■ WHAT YOU HAVE TO DO
Copy the data. Keep every character as given.

■ RECORD EXTRACTS
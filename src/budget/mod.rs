//! Tenant budget enforcement for upstream generation cost.

mod guard;
mod status;

pub use guard::{BudgetGuard, BudgetRemaining};
pub use status::BudgetStatus;

use serde::{Deserialize, Serialize};

/// Units a tenant may consume per usage window. Zero disables the guard.
#[derive(Debug, Clone, Copy, Default, PartialEq, Eq, Serialize, Deserialize)]
#[serde(default)]
pub struct BudgetConfig {
    pub quota: u64,
}

impl BudgetConfig {
    pub fn new(quota: u64) -> Self {
        Self { quota }
    }
}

■ FINISHED TASK
filename src/budget/mod.rs
//! Tenant budget enforcement for upstream generation cost.

mod guard;
mod status;

pub use guard::{BudgetGuard, BudgetRemaining};
pub use status::BudgetStatus;

use serde::{Deserialize, Serialize};

/// Units a tenant may consume per usage window. Zero disables the guard.
#[derive(Debug, Clone, Copy, Default, PartialEq, Eq, Serialize, Deserialize)]
#[serde(default)]
pub struct BudgetConfig {
    pub quota: u64,
}

impl BudgetConfig {
    pub fn new(quota: u64) -> Self {
        Self { quota }
    }
}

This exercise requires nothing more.